> Directions for this task
Wherever the word "lines" appears in the entries, copy the whole line.

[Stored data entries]
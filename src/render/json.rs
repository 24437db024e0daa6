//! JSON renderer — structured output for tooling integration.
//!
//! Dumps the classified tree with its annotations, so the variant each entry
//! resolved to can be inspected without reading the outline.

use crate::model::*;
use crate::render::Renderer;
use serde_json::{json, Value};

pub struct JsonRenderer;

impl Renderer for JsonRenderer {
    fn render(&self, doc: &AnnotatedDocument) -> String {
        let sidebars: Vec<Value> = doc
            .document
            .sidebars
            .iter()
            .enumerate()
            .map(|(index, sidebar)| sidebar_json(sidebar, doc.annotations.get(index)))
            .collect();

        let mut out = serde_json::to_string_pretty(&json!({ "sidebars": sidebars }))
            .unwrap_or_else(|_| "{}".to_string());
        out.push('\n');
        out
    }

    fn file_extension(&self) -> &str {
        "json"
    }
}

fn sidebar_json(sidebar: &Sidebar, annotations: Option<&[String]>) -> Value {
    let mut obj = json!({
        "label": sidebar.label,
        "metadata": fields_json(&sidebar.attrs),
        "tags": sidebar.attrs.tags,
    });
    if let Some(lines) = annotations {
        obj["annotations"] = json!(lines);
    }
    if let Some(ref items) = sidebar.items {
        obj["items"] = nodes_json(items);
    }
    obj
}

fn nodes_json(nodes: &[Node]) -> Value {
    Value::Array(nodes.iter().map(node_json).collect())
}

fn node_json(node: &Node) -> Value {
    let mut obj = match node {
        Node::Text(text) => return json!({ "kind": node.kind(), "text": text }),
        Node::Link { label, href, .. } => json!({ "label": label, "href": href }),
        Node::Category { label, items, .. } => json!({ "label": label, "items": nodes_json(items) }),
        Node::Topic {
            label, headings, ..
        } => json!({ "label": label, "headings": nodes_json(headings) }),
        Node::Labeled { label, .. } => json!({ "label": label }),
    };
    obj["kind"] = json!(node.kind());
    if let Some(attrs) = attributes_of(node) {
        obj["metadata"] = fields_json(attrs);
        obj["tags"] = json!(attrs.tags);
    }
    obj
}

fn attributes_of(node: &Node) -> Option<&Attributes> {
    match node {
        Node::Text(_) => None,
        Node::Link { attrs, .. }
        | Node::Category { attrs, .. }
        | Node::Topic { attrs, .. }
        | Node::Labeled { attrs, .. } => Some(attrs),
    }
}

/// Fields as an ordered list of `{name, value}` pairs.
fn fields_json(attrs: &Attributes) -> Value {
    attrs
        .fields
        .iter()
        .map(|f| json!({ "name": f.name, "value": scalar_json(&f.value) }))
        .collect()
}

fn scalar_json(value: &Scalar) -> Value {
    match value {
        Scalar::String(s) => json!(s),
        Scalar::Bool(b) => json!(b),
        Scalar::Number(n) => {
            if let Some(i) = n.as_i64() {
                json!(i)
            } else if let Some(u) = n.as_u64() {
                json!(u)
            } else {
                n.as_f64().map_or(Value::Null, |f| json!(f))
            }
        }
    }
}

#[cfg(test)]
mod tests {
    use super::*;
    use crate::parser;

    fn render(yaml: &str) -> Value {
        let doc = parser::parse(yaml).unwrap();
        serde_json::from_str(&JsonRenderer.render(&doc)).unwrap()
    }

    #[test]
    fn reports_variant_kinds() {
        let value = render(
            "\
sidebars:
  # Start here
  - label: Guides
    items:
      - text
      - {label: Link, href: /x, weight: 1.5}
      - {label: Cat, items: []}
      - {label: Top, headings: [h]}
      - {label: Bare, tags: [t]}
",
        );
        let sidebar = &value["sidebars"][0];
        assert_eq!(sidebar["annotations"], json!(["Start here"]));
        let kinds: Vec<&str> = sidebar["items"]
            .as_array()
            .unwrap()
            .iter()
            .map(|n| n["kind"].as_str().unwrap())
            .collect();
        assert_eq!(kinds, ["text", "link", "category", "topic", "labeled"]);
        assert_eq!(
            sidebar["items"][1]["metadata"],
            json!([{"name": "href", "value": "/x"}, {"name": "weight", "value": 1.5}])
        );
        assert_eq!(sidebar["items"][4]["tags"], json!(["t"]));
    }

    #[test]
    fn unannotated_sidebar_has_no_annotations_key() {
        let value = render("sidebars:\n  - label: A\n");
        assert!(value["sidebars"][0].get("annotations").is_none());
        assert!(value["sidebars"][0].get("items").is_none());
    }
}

> Task solution
    if let Some(lines) = annotations {
        obj["annotations"] = json!(lines);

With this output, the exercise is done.